[Dataset entries]
————————
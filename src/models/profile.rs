//! User profile model

use serde::{Deserialize, Serialize};

/// The signed-in user and their generation quota
#[derive(Debug, Clone, PartialEq, Eq, Serialize, Deserialize)]
#[serde(rename_all = "camelCase")]
pub struct UserProfile {
    /// Stable user id (provider uid or `dev-user-<millis>`)
    pub uid: String,
    /// Display name
    pub display_name: Option<String>,
    /// Email address
    pub email: Option<String>,
    /// Avatar URI
    #[serde(rename = "photoURL")]
    pub photo_url: Option<String>,
    /// Generations used so far
    pub quota: u32,
    /// Generations allowed
    pub max_quota: u32,
}

impl UserProfile {
    /// Synthesize the local developer profile
    pub fn developer(max_quota: u32) -> Self {
        Self {
            uid: format!("dev-user-{}", chrono::Utc::now().timestamp_millis()),
            display_name: Some("Developer".to_string()),
            email: Some("dev@zyora.app".to_string()),
            photo_url: None,
            quota: 0,
            max_quota,
        }
    }

    /// Build a fresh profile from identity-provider fields; quota starts at zero
    pub fn from_provider(provider: ProviderProfile, max_quota: u32) -> Self {
        Self {
            uid: provider.uid,
            display_name: provider.display_name,
            email: provider.email,
            photo_url: provider.photo_url,
            quota: 0,
            max_quota,
        }
    }

    /// Generations left before the quota is reached
    pub const fn remaining(&self) -> u32 {
        self.max_quota.saturating_sub(self.quota)
    }

    /// Whether another generation is allowed
    pub const fn has_quota(&self) -> bool {
        self.quota < self.max_quota
    }

    /// Percentage of the quota used, clamped to 100
    pub fn usage_percent(&self) -> u32 {
        if self.max_quota == 0 {
            return 100;
        }
        (self.quota.saturating_mul(100) / self.max_quota).min(100)
    }

    /// Apply a personal-info edit; blank or missing fields keep the current value
    pub fn apply_edit(&mut self, edit: ProfileEdit) {
        if let Some(name) = non_blank(edit.display_name) {
            self.display_name = Some(name);
        }
        if let Some(email) = non_blank(edit.email) {
            self.email = Some(email);
        }
        if let Some(photo) = non_blank(edit.photo_url) {
            self.photo_url = Some(photo);
        }
    }
}

fn non_blank(value: Option<String>) -> Option<String> {
    value
        .map(|v| v.trim().to_string())
        .filter(|v| !v.is_empty())
}

/// User fields reported by an identity provider
#[derive(Debug, Clone, PartialEq, Eq, Default, Serialize, Deserialize)]
#[serde(rename_all = "camelCase")]
pub struct ProviderProfile {
    /// Provider user id
    pub uid: String,
    /// Display name
    pub display_name: Option<String>,
    /// Email address
    pub email: Option<String>,
    /// Avatar URL
    #[serde(rename = "photoURL")]
    pub photo_url: Option<String>,
}

/// Personal-info edit
#[derive(Debug, Clone, Default, PartialEq, Eq)]
pub struct ProfileEdit {
    /// New display name
    pub display_name: Option<String>,
    /// New email
    pub email: Option<String>,
    /// New avatar URI
    pub photo_url: Option<String>,
}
————————
Task goal = The answer consists of every line above in which the word "allowed" occurs.

Exercise response =
    /// Generations allowed
    /// Whether another generation is allowed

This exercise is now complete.